« Il fait 60 degrés en Espagne ! » : Critiquée, Sandrine Rousseau défend son tweet polémique sur le réchauffement climatique

Publié le 17 juillet 2023 à 12:27
Apaydin Alain/ABACA
La députée écologiste est revenue sur sa récente déclaration qui a fait bondir la communauté scientifique ainsi qu’un grand nombre d’internautes.

Jeudi 13 juillet, Sandrine Rousseau s’est emparée de ses réseaux sociaux afin d’alerter l’opinion sur le réchauffement climatique en postant un tweet qui n’a laissé personne indifférent. La députée écologiste a en effet déclaré « Il fait 60 degrés en Espagne. 60 degrés. ». Et bingo ! Les réactions des internautes ne se sont pas fait attendre. Devant le déferlement de critique, ce week-end, Sandrine Rousseau a adressé un nouveau message à ses followers en postant : « Je dessers la cause du climat autant ou plus que celle du féminisme ? C’est pour savoir. Et sinon je vous expliquerai la démarche du tweet lundi sur BFM et d’ici là lâchez tout votre seum, pas de soucis ».

Chose promise, chose dû ! Ce lundi 17 juillet la députée était à l’antenne de BFMTV afin d’évoquer sa prise de position, vivement décriée par la communauté scientifique comme le souligne la journaliste. Sandrine Rousseau tient a précisé qu’elle avait en premier lieu indiqué dans son tweet qu’elle parlait de la température au sol, avant de le supprimer pour publier simplement « il faisait 60 degrés en Espagne ». Une légère nuance qui fait toute la différence puisqu’en réalité ici on ne parle pas de la température de l’air.

Sandrine Rousseau explique sa démarche « Je l’ai fait pour alerter » débute-t-elle avant d’ajouter « C’est 60 degrés pour les plantes, pour la faune, pour les animaux qui sont au ras du sol (…) qui menace la biodiversité » se justifie-t-elle.

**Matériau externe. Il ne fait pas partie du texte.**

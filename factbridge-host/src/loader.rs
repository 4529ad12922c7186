//! Custom fact loading
//!
//! [`load_with`] drives one load: platform setup, the fact module, the
//! optional Puppet bootstrap, the directory search and fact resolution.
//! Nothing here returns an error. Failures are logged and the load carries
//! on with whatever it can still do.

use crate::bootstrap::initialize_framework;
use crate::error::RuntimeError;
use crate::module::FactModule;
use crate::platform::PluginEnvironment;
use crate::runtime::Runtime;
use crate::stdout_guard::with_stdout_redirected;
use factbridge_api::FactCollection;
use std::path::PathBuf;

/// Options for a custom fact load
#[derive(Debug, Clone, Copy, Default, PartialEq, Eq)]
pub struct LoadOptions {
    /// Load Puppet and its settings before searching for custom facts
    pub initialize_framework: bool,

    /// Send Ruby's stdout to stderr while facts resolve
    pub redirect_stdout: bool,
}

impl LoadOptions {
    pub fn new(initialize_framework: bool, redirect_stdout: bool) -> Self {
        Self {
            initialize_framework,
            redirect_stdout,
        }
    }
}

/// Load custom facts into `facts` using a module built by `create`.
///
/// `create` receives the runtime, the collection and whether Puppet manages
/// the session. Returns the external fact directories the module found.
pub fn load_with<'a, M, F>(
    runtime: &'a dyn Runtime,
    facts: &'a mut FactCollection,
    options: LoadOptions,
    paths: &[PathBuf],
    create: F,
) -> Vec<PathBuf>
where
    M: FactModule,
    F: FnOnce(&'a dyn Runtime, &'a mut FactCollection, bool) -> Result<M, RuntimeError>,
{
    let _environment = PluginEnvironment::enter();

    let mut module = match create(runtime, facts, options.initialize_framework) {
        Ok(module) => module,
        Err(e) => {
            tracing::warn!(error = %e, "could not prepare custom fact loading");
            return Vec::new();
        }
    };

    if options.initialize_framework {
        if let Err(e) = initialize_framework(runtime) {
            tracing::warn!(
                "Could not load the configuration framework; some facts may be unavailable: {}",
                e
            );
        }
    }

    module.search(paths);

    if options.redirect_stdout {
        with_stdout_redirected(runtime, || module.resolve_facts());
    } else {
        module.resolve_facts();
    }

    module.external_paths()
}
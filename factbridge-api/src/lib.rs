//! factbridge-api: Fact value model for the factbridge Ruby host
//!
//! This crate defines the host-side data shared between the fact collection
//! and the embedded runtime bridge. It has no dependency on the runtime
//! itself.

pub mod collection;
pub mod path;
pub mod value;

pub use collection::FactCollection;
pub use path::{canonical_key, split_query};
pub use value::{FactValue, ForeignFact, ForeignValue, Navigation};
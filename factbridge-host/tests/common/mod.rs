//! Shared helpers for integration tests

use std::io;
use std::sync::{Arc, Mutex, PoisonError};
use tracing_subscriber::fmt::MakeWriter;

/// In-memory sink for formatted log output
#[derive(Clone, Default)]
pub struct LogCapture {
    buffer: Arc<Mutex<Vec<u8>>>,
}

impl LogCapture {
    pub fn contents(&self) -> String {
        let buffer = self.buffer.lock().unwrap_or_else(PoisonError::into_inner);
        String::from_utf8_lossy(&buffer).into_owned()
    }
}

pub struct CaptureWriter {
    buffer: Arc<Mutex<Vec<u8>>>,
}

impl io::Write for CaptureWriter {
    fn write(&mut self, buf: &[u8]) -> io::Result<usize> {
        self.buffer
            .lock()
            .unwrap_or_else(PoisonError::into_inner)
            .extend_from_slice(buf);
        Ok(buf.len())
    }

    fn flush(&mut self) -> io::Result<()> {
        Ok(())
    }
}

impl<'a> MakeWriter<'a> for LogCapture {
    type Writer = CaptureWriter;

    fn make_writer(&'a self) -> Self::Writer {
        CaptureWriter {
            buffer: Arc::clone(&self.buffer),
        }
    }
}

/// Run `f` with debug-level logs captured on this thread
pub fn capture_logs<R>(f: impl FnOnce() -> R) -> (R, String) {
    let capture = LogCapture::default();
    let subscriber = tracing_subscriber::fmt()
        .with_writer(capture.clone())
        .with_max_level(tracing::Level::DEBUG)
        .with_ansi(false)
        .without_time()
        .finish();

    let result = tracing::subscriber::with_default(subscriber, f);
    (result, capture.contents())
}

La communauté scientifique de son côté annonce que cette température au sol n’est pas un cas nouveau, contrairement à la température en surface qui elle a augmenté de 2 degrés en moyenne. Sandrine Rousseau persiste « Ce sont des températures importantes, moi qui ai travaillé sur les fissures des maisons, 60 degrés c’est ce qu’il se passe dans les fondations des maisons, ce qui fait qu’elles craquent ».

La députée explique qu’elle a voulu alerter et créer de l’action autour du climat afin de produire un effet « wake up » souligne-t- elle « je veux que les gens se réveillent sur la gravité et l’ampleur de ce réchauffement climatique » et de persister face à la journaliste « ce n’est pas une liberté scientifique, il a fait 60 degrés au sol ! » a-t-elle conclue.